I’m trying to get some guidance on what realistic expectations are for the average user to update PureBoot on the Librem 14. I have a few issues with what I’ve seen so far:
The firmware Releases README has very strong language discouraging users from updating their firmware in this manner (“The files in this repo are not intended for end users. They are intended to be used by official Purism update
mechanisms (eg, coreboot utility script), or downloaded
and applied manually when directed by Purism support staff.
Direct flashing or other use by end users without specific
instruction to do so is highly discouraged.”)
The recommended option is to install a bunch of dependencies*, run a shell script, and compile the firmware? Seriously? What if users don’t want to install dependencies just to update their firmware?
*Several of these don’t appear to be in Fedora 37. I realize Librem 14 doesn’t come with Fedora installed, but I don’t believe these would be available in Qubes OS either, which you can get from Purism.
It sounds as though I can just download the ROM from firmware releases, extract it, put it on a USB, and install through PureBoot menu. Is that the case? If so, why the strong wording discouraging people from doing this? What would I lose or risk by going this route as opposed to running the coreboot utility and updater script
@notsopure the script has two usage options and one of them downloads the correct firmware from the releases for you without building it form source at all. It just tries to check which purism laptop you have and then gets you the correct one. This usage also results in less dependencies that need to be installed for it to run.
The Fedora/Qubes packages are by the way listed in the script it self; git gcc g++ make xz bzip2 pciutils-devel see line 15
I think the reason why purism is discouraging you to chose the pureboot/coreboot file your self is if you mess up you will probably brick your laptop, which should be fixable but will require special hardware.
@fsflover exactly that why they tell the users to use the script instead of downloading the coreboot or pureboot releases yourself.
I think this is not as important with the Librem14 only being one version, but with the Librem15 and 13 this was probably very important since the different versions are quite difficult to tell apart.
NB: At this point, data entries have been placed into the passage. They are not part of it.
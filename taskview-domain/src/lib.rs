//! # TaskView Domain Library (`taskview-domain`)
//!
//! Everything between a bearer credential and a rendered task list:
//!
//! - [`tasks`]: the task record, new-task drafts and filter criteria.
//! - [`identity`]: reads the user id claim out of a credential.
//! - [`credentials`]: where the credential is loaded from.
//! - [`store`]: the remote task store and its HTTP client.
//! - [`derivation`]: pure filtered views, days-until-due and outstanding counts.
//! - [`view`]: the controller that ties them together and publishes events.
//!
//! Infrastructure (configuration, logging, filesystem helpers) lives in
//! `taskview-core`, re-exported here as [`taskview_core`].

pub mod credentials;
pub mod derivation;
pub mod error;
pub mod identity;
pub mod store;
pub mod tasks;
pub mod view;

pub use taskview_core;

pub use credentials::{Credential, CredentialError, CredentialSource, FileCredentialStore, StaticCredential};
pub use derivation::{
    days_until_due, filtered_view, matches, outstanding_count_for, outstanding_counts_by_owner, task_rows, TaskRow,
};
pub use error::{FailureCause, TaskViewError};
pub use identity::{decode_claims, extract_identity, CredentialClaims, IdentityError};
pub use store::{HttpTaskStore, TaskStore};
pub use tasks::{FilterCriteria, Priority, Selection, Task, TaskDraft, TaskId, TaskStatus, UserId};
pub use view::{DefaultTaskViewService, Operation, SurfacedError, TaskViewEvent, TaskViewService, TaskViewState, ViewPhase};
Where are the instructions for installing the firmware? If I look at the files in releases, I see 4 files: an ISO and three rom.gz files. What am I supposed to be doing these? I would assume burning the ISO to a flash drive, but what about the rom.gz files?
I’m having a hard time understanding why this isn’t “If you have X, take this Y and install it.”
@notsopure I’ll try to answer each of your points from my perspective.
its all about choice in this case being able to build pureboot from scratch, can and does provide trust and also modification options for people that are interested in that.